This is another in my series of bad high school book reports on selected nonfiction books that I have read recently. I write them to memorialize my thoughts in the vain hope that I will remember a bit more of what I read.
Author and book
Ray D. Madoff, The Second Estate How the Tax Code Made an American Aristocracy (U of Chicago Press 2025).
Madoff is a tax professor at Boston College Law School. I have read some of her law review articles over the years. One of her areas of expertise is the tax law’s intersection with charities and nonprofits. (I put her up there with Roger Colinvaux and Ellen Aprill as top experts on that topic.) Until I read blurbs for this book, I did not realize that estate tax and planning was also an area of her expertise. That jibes with her interest in charities, since charitable giving is a key part of estate planning for the uber wealthy.
The title derives from the nomenclature of France’s ancien regime. The Second Estate1 was the aristocracy, which famously paid little to no tax, shifting that burden to the third estate, the general populace. Some consider that to be a main cause of the French Revolution (well, economic and social inequality might be a broader formulation). Hence, the old French saw: “The nobles fight; the clergy pray and the people pay” and the subtitle and subtext of the book – that America’s tax system has created a sort of aristocracy of the ultra-wealthy by lightly taxing them.

Why I read it
I was interested in the book both because of my favorable view of Madoff’s work and the book’s topic – an attempt at an accessible overview of what has happened to the federal income and estate taxes over the last 50 years.2
The more specific trigger was I knew that Madoff was doing a book event at my youngest daughter’s workplace, The Center for Brooklyn History. So, I asked her to buy a copy for me at the event, which she did, got Madoff to sign, and brought to me when she came home for Thanksgiving.
What I found interesting
Basic thesis. Madoff’s book is (to be honest) an advocacy piece to convince a reader with little to no tax background that:
- The federal tax system since the 1980s has become much more regressive, tilted to the rich/affluent as a result of systematic Congressional tax cuts and its inattention to closing loopholes as they have been developed.

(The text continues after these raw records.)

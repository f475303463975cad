use crate::core::{AppError, Currency, Result};
use serde::Deserialize;
use std::env;

/// Main application configuration
#[derive(Debug, Clone, Deserialize)]
pub struct Config {
    pub app: AppConfig,
    pub dashboard: DashboardConfig,
}

#[derive(Debug, Clone, Deserialize)]
pub struct AppConfig {
    pub env: String,
    pub log_level: String,
}

/// Dashboard-level settings supplied by the hosting application
#[derive(Debug, Clone, Deserialize)]
pub struct DashboardConfig {
    /// Company currency used to format monetary totals
    pub currency: Currency,
}

impl Config {
    /// Load configuration from environment variables
    pub fn from_env() -> Result<Self> {
        // Load .env file if present
        dotenvy::dotenv().ok();

        let config = Config {
            app: AppConfig {
                env: env::var("APP_ENV").unwrap_or_else(|_| "development".to_string()),
                log_level: env::var("LOG_LEVEL").unwrap_or_else(|_| "info".to_string()),
            },
            dashboard: DashboardConfig {
                currency: env::var("COMPANY_CURRENCY")
                    .unwrap_or_else(|_| "USD".to_string())
                    .parse()
                    .map_err(AppError::Configuration)?,
            },
        };

        Ok(config)
    }

    /// Validate configuration
    pub fn validate(&self) -> Result<()> {
        const LEVELS: [&str; 5] = ["trace", "debug", "info", "warn", "error"];

        if !LEVELS.contains(&self.app.log_level.as_str()) {
            return Err(AppError::Configuration(format!(
                "Invalid LOG_LEVEL: {}",
                self.app.log_level
            )));
        }

        Ok(())
    }
}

- This results mainly from lower rates on realized income from capital and, more importantly, much income of the wealthy never being taxed at all.
- The net effect is to materially cut federal revenues and is a big part of the nation’s fiscal problems.

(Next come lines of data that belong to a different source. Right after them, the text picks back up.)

use serde::{Deserialize, Serialize};

/// A country record
#[derive(Debug, Clone, Serialize, Deserialize)]
pub struct Country {
    /// Record identifier
    pub id: i64,

    /// Display name
    pub name: String,
}

/// A named group of countries used for geographic roll-ups ("region").
/// Membership lives on the group; a country belongs to at most one group
/// for the purposes of the dashboard.
#[derive(Debug, Clone, Serialize, Deserialize)]
pub struct CountryGroup {
    /// Record identifier
    pub id: i64,

    /// Display name
    pub name: String,

    /// Identifiers of the member countries
    pub country_ids: Vec<i64>,
}
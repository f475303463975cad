mod sales_repository;

pub use sales_repository::{InMemorySalesRepository, SalesRepository};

- Her reform ideas would go a long way to fixing this.
Description of how this occurred
Most of the book (all but the last chapter) is her description of how this occurred. It’s a familiar narrative for someone steeped in tax policy and she does a nice job of making it understandable to an interested, intelligent general reader.
To simplify her account, the avoidance strategies flow from various combinations of the income tax’s realization requirement (sale or exchange of an asset is needed to trigger income), stepped-up basis (capital gain tax excused by the owner’s death), allowance of share buy-backs, and the ability of business owners to characterize their labor income as income from capital. Those features enable the Buy, Borrow, and Die avoidance structure that slips the grasp of both the income and employment taxes.3 Much business and labor income becomes capital gain that is deferred until death and then, forgiven.
That leaves the estate and gift taxes, which are avoided by the ultrarich with a combination of a variety of valuation dodges (the book does not discuss this much, a failing I think), charitable giving that too often does not yield public benefits comparable to the tax avoided, and other measures.
The book provides narratives of both the tax avoidance playbook (as she puts it) and some of the legislative changes that enabled those strategies. The strongest chapter – not surprisingly, I guess, given her academic focus – is the chapter on philanthropy. (It has more detail and seems more evenhanded by discussing a bit more of the policy rationales for the overly generous – in her and my views – tax benefits and why they’re invalid.)
Three of the many nuggets in her account that I found interesting:
- 121 of the people on the Forbes 400 list inherited their fortunes.4 The Forbes 400 is an inexact measure of wealth. As I have noted before, it likely misses a lot of the top people. That does not lessen Madoff’s basic point that inherited wealth is a very big deal and it undercuts the policy argument that low taxes are essential to incent risk taking and work by the wealthy. That general point has never made sense to me.5
- Julius Rosenwald, whose fortune derived from Sears, built nearly 5,000 schools in the South in the early 20th century. I was completely unaware of this guy and his efforts. P. 147.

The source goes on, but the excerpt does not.